Valentin Joseph Valette
Francese di origine algerina. Autore-fotografo, dottorando in antropologia visiva. Vive tra il Nord Africa, i paesi del Golfo e la Francia. Guidato sia dalla mia pratica fotografica che dai miei studi in Scienze Umane e Sociali, esploro la fotografia come strumento di ricerca. Il mio interesse per i mondi arabo e musulmano, alimentato dai miei studi in sociologia e scienze politiche presso l’Istituto di Studi Politici (Sciences Po Aix-en-Provence), mi ha portato a vivere tra il Nord Africa, i paesi del Golfo e la Francia.
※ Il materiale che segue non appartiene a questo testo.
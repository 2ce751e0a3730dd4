//! View model types representing renderable UI state.
//!
//! View models are computed from application state by
//! `AppState::compute_viewmodel()` and consumed by the renderer. They contain
//! no logic, only display-ready strings and flags.

use crate::app::Screen;

/// Complete UI view model for one frame.
#[derive(Debug, Clone, PartialEq, Eq)]
pub struct UIViewModel {
    /// Screen the frame belongs to.
    pub screen: Screen,

    /// Header information (title, subtitle).
    pub header: HeaderInfo,

    /// Screen-specific content.
    pub body: ScreenBody,

    /// Footer information (available commands).
    pub footer: FooterInfo,
}

/// Screen-specific content.
#[derive(Debug, Clone, PartialEq, Eq)]
pub enum ScreenBody {
    Home(JarInfo),
    Input(DraftInfo),
    /// Crumple, throw and transforming phases: a caption over an animation.
    Waiting(WaitingInfo),
    ReviewPrompt(PromptInfo),
    Result(NoteCard),
    Gallery(Vec<GalleryItem>),
}

/// The jar on the home screen.
#[derive(Debug, Clone, PartialEq, Eq)]
pub struct JarInfo {
    pub note_count: usize,
    /// The jar wobbles while it holds notes.
    pub is_shaking: bool,
    pub can_open_gallery: bool,
    pub can_open_random: bool,
    pub heart_label: String,
}

/// The draft being written.
#[derive(Debug, Clone, PartialEq, Eq)]
pub struct DraftInfo {
    pub text: String,
    pub placeholder: String,
    pub can_submit: bool,
}

/// Caption shown during a timed phase.
#[derive(Debug, Clone, PartialEq, Eq)]
pub struct WaitingInfo {
    pub caption: String,
    /// Text shown fading on the crumpling paper, if any.
    pub paper_text: Option<String>,
}

/// The review invitation.
#[derive(Debug, Clone, PartialEq, Eq)]
pub struct PromptInfo {
    pub title: String,
    pub lines: Vec<String>,
    pub button: String,
}

/// A single note, as shown on the result screen.
#[derive(Debug, Clone, PartialEq, Eq)]
pub struct NoteCard {
    pub original_text: String,
    pub transformed_text: String,
    pub quote: Option<String>,
    /// Whether the note is already in the jar.
    pub is_saved: bool,
    /// Label of the confirm button ("put in jar" or "back home").
    pub confirm_label: String,
}

/// One entry in the gallery.
#[derive(Debug, Clone, PartialEq, Eq)]
pub struct GalleryItem {
    /// 1-based position, also the selection command.
    pub number: usize,
    pub transformed_text: String,
    pub quote: Option<String>,
    pub created_date: String,
}

/// Header display information.
#[derive(Debug, Clone, PartialEq, Eq)]
pub struct HeaderInfo {
    pub title: String,
    pub subtitle: Option<String>,
}

/// Footer display information.
#[derive(Debug, Clone, PartialEq, Eq)]
pub struct FooterInfo {
    /// Command help text (e.g., "w 写下来 · q 离开").
    pub keybindings: String,
}
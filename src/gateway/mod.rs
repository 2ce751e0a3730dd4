//! Transformation gateway: turns a draft into an affirmation and a quote.
//!
//! The gateway is the only fallible step between writing a note and reading
//! it back. It calls a [`TextRewriter`] (the generative-language service in
//! production), and converts every failure into one of a fixed set of
//! pre-written results. Callers always get a complete [`Transformation`].
//!
//! # Modules
//!
//! - `client`: The rewriter seam and the HTTP client for the language service
//! - `prompt`: Fixed system instruction and structured-output schema
//! - `fallback`: Pre-written results used when the live call cannot complete
//! - `service`: The gateway combining rewriter, fallback and floor duration
//!
//! [`Transformation`]: crate::domain::Transformation

pub mod client;
pub mod fallback;
pub mod prompt;
pub mod service;

pub use client::{
    GeminiRewriter, GeminiSettings, TextRewriter, DEFAULT_ENDPOINT, DEFAULT_MODEL,
    DEFAULT_TEMPERATURE, DEFAULT_TIMEOUT,
};
pub use fallback::{FallbackPool, FALLBACKS};
pub use service::TransformationGateway;
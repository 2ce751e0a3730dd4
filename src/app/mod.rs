//! Application layer: the view state machine and its scheduler.
//!
//! # Modules
//!
//! - [`modes`]: `Screen` and `TimedStep`
//! - [`state`]: `AppState` and view model computation
//! - [`actions`]: Side effects requested by transitions
//! - [`handler`]: The transition function
//! - [`session`]: Owns state, store and gateway; runs actions as tasks

pub mod actions;
pub mod handler;
pub mod modes;
pub mod session;
pub mod state;

pub use actions::Action;
pub use handler::{handle_event, Event};
pub use modes::{Screen, TimedStep};
pub use session::Session;
pub use state::AppState;
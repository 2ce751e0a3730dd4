//! Fixed prompt material sent with every rewrite request.

use serde_json::{json, Value};

/// System instruction describing tone and output shape.
pub const SYSTEM_INSTRUCTION: &str = r#"角色设定：
你是一个温柔、真诚、包容的心理咨询师，或者是用户内心那个最懂ta、最愿意支持ta的朋友。
你的语言风格是：**接地气、温暖、有力量、不悬浮**。

核心任务：
将用户输入的负面情绪（纸条），重写为一段**第一人称（“我”）**的内心独白。

**绝对禁止**：
1. 禁止堆砌华丽辞藻或过度的比喻（不要满篇都是河流、宇宙、星辰，除非非常自然）。
2. 禁止说教（如“不要难过”、“你要振作”）。
3. 禁止使用翻译腔或生硬的心理学术语。

**写作要求**：
1. **真诚接纳**：首先承认这份感觉的存在，不评判它。告诉自己“有这种感觉是可以的”。
2. **温柔转化**：用平实的语言，把“我遭受了什么”转化为“我在经历中看见了什么”。
3. **双重聆听**：在痛苦的故事旁边，轻轻地讲出一个关于勇气、幸存或成长的侧面。
4. **语感**：像是在一个安静的午后，给自己倒了一杯温水，慢慢对自己说的话。

**语感对比**：
- *Too Poetic (Bad)*: "我的悲伤如同一条奔腾的河流，我化作岸边的芦苇，在风中摇曳，感受着大地的脉动..." (太做作/太浮夸)
- *Grounded & Warm (Good)*: "今天确实很难熬，我承认我现在的感觉很糟糕。没关系，我就陪自己在这糟糕的感觉里待一会儿。我不必急着变好，我只需要保持呼吸。这就已经是我对自己最大的温柔了。"

输出结构：
请返回JSON格式，包含：
- transformedText: 80字以内的重写内容。
- quote: 一句非常契合当下语境、**不落俗套**的名人名言（包含作者）。
"#;

/// Structured-output schema: an object with two required strings.
#[must_use]
pub fn response_schema() -> Value {
    json!({
        "type": "OBJECT",
        "properties": {
            "transformedText": {
                "type": "STRING",
                "description": "Grounded, sincere, gentle first-person affirmation."
            },
            "quote": {
                "type": "STRING",
                "description": "A unique, varied famous quote matching the specific emotion."
            }
        },
        "required": ["transformedText", "quote"]
    })
}

#[cfg(test)]
mod tests {
    use super::*;

    #[test]
    fn schema_requires_both_fields() {
        let schema = response_schema();
        assert_eq!(schema["required"], json!(["transformedText", "quote"]));
        assert_eq!(schema["properties"]["quote"]["type"], "STRING");
    }
}
//! JSON file-based storage backend.
//!
//! Stores the note list as a bare JSON array, the same shape earlier versions
//! of the jar kept in their storage slot. Writes go to a temporary file first
//! and are renamed over the target, so a crash never leaves a half-written
//! list behind.
//!
//! # File Format
//!
//! ```json
//! [
//!   {
//!     "id": "6f1c…",
//!     "originalText": "今天很累",
//!     "transformedText": "今天确实很难熬……",
//!     "quote": "爱自己是终身浪漫的开始。 —— 王尔德",
//!     "createdAt": 1718000000000
//!   }
//! ]
//! ```

use crate::domain::error::{JarError, Result};
use crate::domain::Note;
use crate::storage::backend::NoteStorage;
use std::path::{Path, PathBuf};
use std::sync::atomic::{AtomicBool, Ordering};
use std::sync::Arc;

/// Name of the slot holding saved notes.
pub const NOTES_SLOT: &str = "emotional_jar_notes";

/// JSON file storage backend.
///
/// Every load reads the file and every save rewrites it. A file that exists
/// but cannot be read or decoded is never overwritten: it is moved aside to a
/// uniquely named `.corrupt.<timestamp>` backup, and if even that fails,
/// saving stays disabled for the lifetime of the storage.
#[derive(Debug, Clone)]
pub struct JsonFileStorage {
    /// Path to the JSON file on disk.
    file_path: PathBuf,
    /// Set when the file on disk holds data this storage could not load.
    write_blocked: Arc<AtomicBool>,
}

impl JsonFileStorage {
    /// Opens the slot at `file_path`, creating parent directories.
    ///
    /// The file itself is not created until the first save.
    ///
    /// # Errors
    ///
    /// Returns an error if the parent directory cannot be created.
    ///
    /// # Examples
    ///
    /// ```no_run
    /// use emotion_jar::storage::JsonFileStorage;
    /// use std::path::PathBuf;
    ///
    /// let storage = JsonFileStorage::new(PathBuf::from("/tmp/jar/notes.json"))?;
    /// # Ok::<(), emotion_jar::JarError>(())
    /// ```
    pub fn new(file_path: PathBuf) -> Result<Self> {
        tracing::debug!(path = ?file_path, "initializing JSON note storage");

        if let Some(parent) = file_path.parent().filter(|p| !p.as_os_str().is_empty()) {
            std::fs::create_dir_all(parent)?;
        }

        Ok(Self {
            file_path,
            write_blocked: Arc::new(AtomicBool::new(false)),
        })
    }

    /// Opens the default slot file inside `dir`.
    ///
    /// # Errors
    ///
    /// Returns an error if `dir` cannot be created.
    pub fn in_dir(dir: &Path) -> Result<Self> {
        Self::new(dir.join(format!("{NOTES_SLOT}.json")))
    }

    /// Path of the backing file.
    #[must_use]
    pub fn path(&self) -> &Path {
        &self.file_path
    }

    /// Returns `true` if saving is refused to protect unreadable data.
    #[must_use]
    pub fn is_write_blocked(&self) -> bool {
        self.write_blocked.load(Ordering::Acquire)
    }

    fn block_writes(&self) {
        self.write_blocked.store(true, Ordering::Release);
    }

    /// First free `<file>.corrupt.<unix_millis>[.<n>]` path.
    fn backup_path(&self) -> PathBuf {
        let timestamp = chrono::Utc::now().timestamp_millis();
        let mut attempt = 0_u32;
        loop {
            let mut name = self.file_path.clone().into_os_string();
            if attempt == 0 {
                name.push(format!(".corrupt.{timestamp}"));
            } else {
                name.push(format!(".corrupt.{timestamp}.{attempt}"));
            }
            let candidate = PathBuf::from(name);
            if !candidate.exists() {
                return candidate;
            }
            attempt += 1;
        }
    }

    /// Moves an undecodable file aside so the next save cannot destroy it.
    ///
    /// Blocks further saves if the file cannot be moved.
    fn quarantine(&self) {
        let backup = self.backup_path();
        match std::fs::rename(&self.file_path, &backup) {
            Ok(()) => tracing::warn!(backup = ?backup, "moved unreadable notes file aside"),
            Err(e) => {
                self.block_writes();
                tracing::warn!(error = %e, "could not move unreadable notes file aside, saving disabled");
            }
        }
    }
}

impl NoteStorage for JsonFileStorage {
    fn load_notes(&self) -> Result<Vec<Note>> {
        let _span = tracing::debug_span!("json_load_notes", path = ?self.file_path).entered();

        let bytes = match std::fs::read(&self.file_path) {
            Ok(bytes) => bytes,
            Err(e) if e.kind() == std::io::ErrorKind::NotFound => {
                tracing::debug!("no notes file yet");
                return Ok(Vec::new());
            }
            Err(e) => {
                self.block_writes();
                tracing::warn!(error = %e, "notes file exists but cannot be read, saving disabled");
                return Err(JarError::Storage(format!("failed to read notes file: {e}")));
            }
        };

        if bytes.iter().all(u8::is_ascii_whitespace) {
            return Ok(Vec::new());
        }

        match serde_json::from_slice::<Option<Vec<Note>>>(&bytes) {
            Ok(notes) => {
                let notes = notes.unwrap_or_default();
                tracing::debug!(count = notes.len(), "loaded notes");
                Ok(notes)
            }
            Err(e) => {
                self.quarantine();
                Err(JarError::Storage(format!("failed to parse notes JSON: {e}")))
            }
        }
    }

    fn save_notes(&mut self, notes: &[Note]) -> Result<()> {
        let _span = tracing::debug_span!("json_save_notes", count = notes.len()).entered();

        if self.is_write_blocked() {
            return Err(JarError::Storage(
                "notes file could not be loaded, refusing to overwrite it".to_string(),
            ));
        }

        let json = serde_json::to_string_pretty(notes)
            .map_err(|e| JarError::Storage(format!("failed to serialize notes: {e}")))?;

        let tmp_path = self.file_path.with_extension("tmp");

        tracing::trace!(tmp_path = ?tmp_path, "writing to temporary file");
        std::fs::write(&tmp_path, json)?;

        tracing::trace!("renaming temporary file to final location");
        std::fs::rename(&tmp_path, &self.file_path)?;

        tracing::debug!("notes saved");
        Ok(())
    }
}

#[cfg(test)]
mod tests {
    use super::*;

    fn note(id: &str) -> Note {
        Note {
            id: id.to_string(),
            original_text: format!("original {id}"),
            transformed_text: format!("transformed {id}"),
            quote: Some("—— 王尔德".to_string()),
            created_at: 1_718_000_000_000,
        }
    }

    #[test]
    fn missing_file_loads_empty() {
        let dir = tempfile::tempdir().unwrap();
        let storage = JsonFileStorage::in_dir(dir.path()).unwrap();
        assert!(storage.load_notes().unwrap().is_empty());
    }

    #[test]
    fn empty_and_null_files_load_empty() {
        let dir = tempfile::tempdir().unwrap();
        let storage = JsonFileStorage::in_dir(dir.path()).unwrap();
        std::fs::write(storage.path(), "  \n").unwrap();
        assert!(storage.load_notes().unwrap().is_empty());
        std::fs::write(storage.path(), "null").unwrap();
        assert!(storage.load_notes().unwrap().is_empty());
    }

    #[test]
    fn save_leaves_no_temporary_file() {
        let dir = tempfile::tempdir().unwrap();
        let mut storage = JsonFileStorage::in_dir(dir.path()).unwrap();
        storage.save_notes(&[note("a")]).unwrap();
        assert!(storage.path().exists());
        assert!(!storage.path().with_extension("tmp").exists());
    }

    fn backups(storage: &JsonFileStorage) -> Vec<PathBuf> {
        let prefix = format!("{NOTES_SLOT}.json.corrupt.");
        let dir = storage.path().parent().unwrap();
        let mut found: Vec<PathBuf> = std::fs::read_dir(dir)
            .unwrap()
            .filter_map(|entry| entry.ok().map(|e| e.path()))
            .filter(|p| p.file_name().unwrap().to_string_lossy().starts_with(&prefix))
            .collect();
        found.sort();
        found
    }

    #[test]
    fn corrupt_file_is_an_error_and_moved_aside() {
        let dir = tempfile::tempdir().unwrap();
        let storage = JsonFileStorage::in_dir(dir.path()).unwrap();
        std::fs::write(storage.path(), "{not json").unwrap();

        let err = storage.load_notes().unwrap_err();
        assert!(matches!(err, JarError::Storage(_)));
        assert!(!storage.path().exists());

        let moved = backups(&storage);
        assert_eq!(moved.len(), 1);
        assert_eq!(std::fs::read_to_string(&moved[0]).unwrap(), "{not json");
        assert!(!storage.is_write_blocked());
    }

    #[test]
    fn invalid_utf8_is_moved_aside_byte_for_byte() {
        let dir = tempfile::tempdir().unwrap();
        let storage = JsonFileStorage::in_dir(dir.path()).unwrap();
        let raw = b"[{\"id\":\"1\",\"originalText\":\"\xff\xfe\"}]".to_vec();
        std::fs::write(storage.path(), &raw).unwrap();

        assert!(matches!(storage.load_notes(), Err(JarError::Storage(_))));

        let moved = backups(&storage);
        assert_eq!(moved.len(), 1);
        assert_eq!(std::fs::read(&moved[0]).unwrap(), raw);
    }

    #[test]
    fn repeated_corruption_keeps_every_backup() {
        let dir = tempfile::tempdir().unwrap();
        let storage = JsonFileStorage::in_dir(dir.path()).unwrap();

        for contents in ["{ first corrupt", "{ second corrupt"] {
            std::fs::write(storage.path(), contents).unwrap();
            assert!(storage.load_notes().is_err());
        }

        let kept: Vec<String> = backups(&storage)
            .iter()
            .map(|p| std::fs::read_to_string(p).unwrap())
            .collect();
        assert_eq!(kept.len(), 2);
        assert!(kept.contains(&"{ first corrupt".to_string()));
        assert!(kept.contains(&"{ second corrupt".to_string()));
    }

    #[test]
    fn unreadable_slot_blocks_saving() {
        let dir = tempfile::tempdir().unwrap();
        let mut storage = JsonFileStorage::in_dir(dir.path()).unwrap();
        // A directory in place of the file cannot be read as notes.
        std::fs::create_dir(storage.path()).unwrap();

        assert!(matches!(storage.load_notes(), Err(JarError::Storage(_))));
        assert!(storage.is_write_blocked());
        assert!(matches!(storage.save_notes(&[note("a")]), Err(JarError::Storage(_))));
        assert!(storage.path().is_dir());
    }

    #[test]
    fn reads_array_written_by_earlier_versions() {
        let dir = tempfile::tempdir().unwrap();
        let storage = JsonFileStorage::in_dir(dir.path()).unwrap();
        std::fs::write(
            storage.path(),
            r#"[{"id":"1718000000000","originalText":"累","transformedText":"我在呢","quote":"q","createdAt":1718000000000}]"#,
        )
        .unwrap();

        let notes = storage.load_notes().unwrap();
        assert_eq!(notes.len(), 1);
        assert_eq!(notes[0].id, "1718000000000");
        assert_eq!(notes[0].quote.as_deref(), Some("q"));
    }
}
//! Storage layer for saved notes.
//!
//! Notes persist in a single named slot holding a JSON array. The
//! [`NoteStore`] keeps the in-memory list and rewrites the slot after every
//! mutation; the [`NoteStorage`] trait abstracts where the slot lives.
//!
//! # Modules
//!
//! - `backend`: Slot abstraction for backend implementations
//! - `json`: JSON file slot with atomic writes
//! - `memory`: In-process slot for tests and ephemeral runs
//! - `store`: Ordered, deduplicated note list with random pick

pub mod backend;
pub mod json;
pub mod memory;
pub mod store;

pub use backend::NoteStorage;
pub use json::{JsonFileStorage, NOTES_SLOT};
pub use memory::MemoryStorage;
pub use store::NoteStore;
Nel 2021 ho collaborato con l’Istituto Francese di Ricerca per lo Sviluppo Sostenibile (IRD) in Tunisia nell’ambito del programma di ricerca del CNRS Territori Urbani e Governance della Crisi (TURGOCRISE), per il quale ho realizzato un film di ricerca (attualmente in fase di montaggio) e condotto uno studio sociologico. Dal 2023, sto portando avanti una commissione fotografica per Médecins du Monde sul tema della salute dei migranti tra gli harragas. Dal 2021 mi interesso anche all’evoluzione delle dinamiche politiche, economiche e sociali dei paesi del Golfo Persico. Questa esplorazione a lungo termine ha preso forma inizialmente con un ampio progetto fotografico nel Sultanato dell’Oman. Affrontando concetti geografici e tematiche migratorie, questo progetto si intitola Ashes of the Arabian’s Pearl. Attualmente sto lavorando alla pubblicazione del mio primo libro fotografico con Basaltes Edition. All’inizio del 2024 ho ottenuto un finanziamento per un progetto di dottorato in antropologia visiva, intitolato Gli Harkis e l’Algeria: legami, esperienze e circolazioni. Questa ricerca, collocata all’incrocio tra studi migratori, memoria e appartenenza, è condotta all’interno dell’Institut d’Ethnologie et d’Anthropologie Sociale (IDEAS) dell’Università di Aix-Marseille. Da diversi anni divido il mio tempo tra lavori fotografici su commissione, progetti personali a lungo termine e impegno accademico. Accanto alla mia attività di ricerca e produzione visiva, curo anche l’archivio fotografico africano di Jean Depara, fotografo congolese attivo tra gli anni ’50 e ’70, di cui ho riscoperto i negativi.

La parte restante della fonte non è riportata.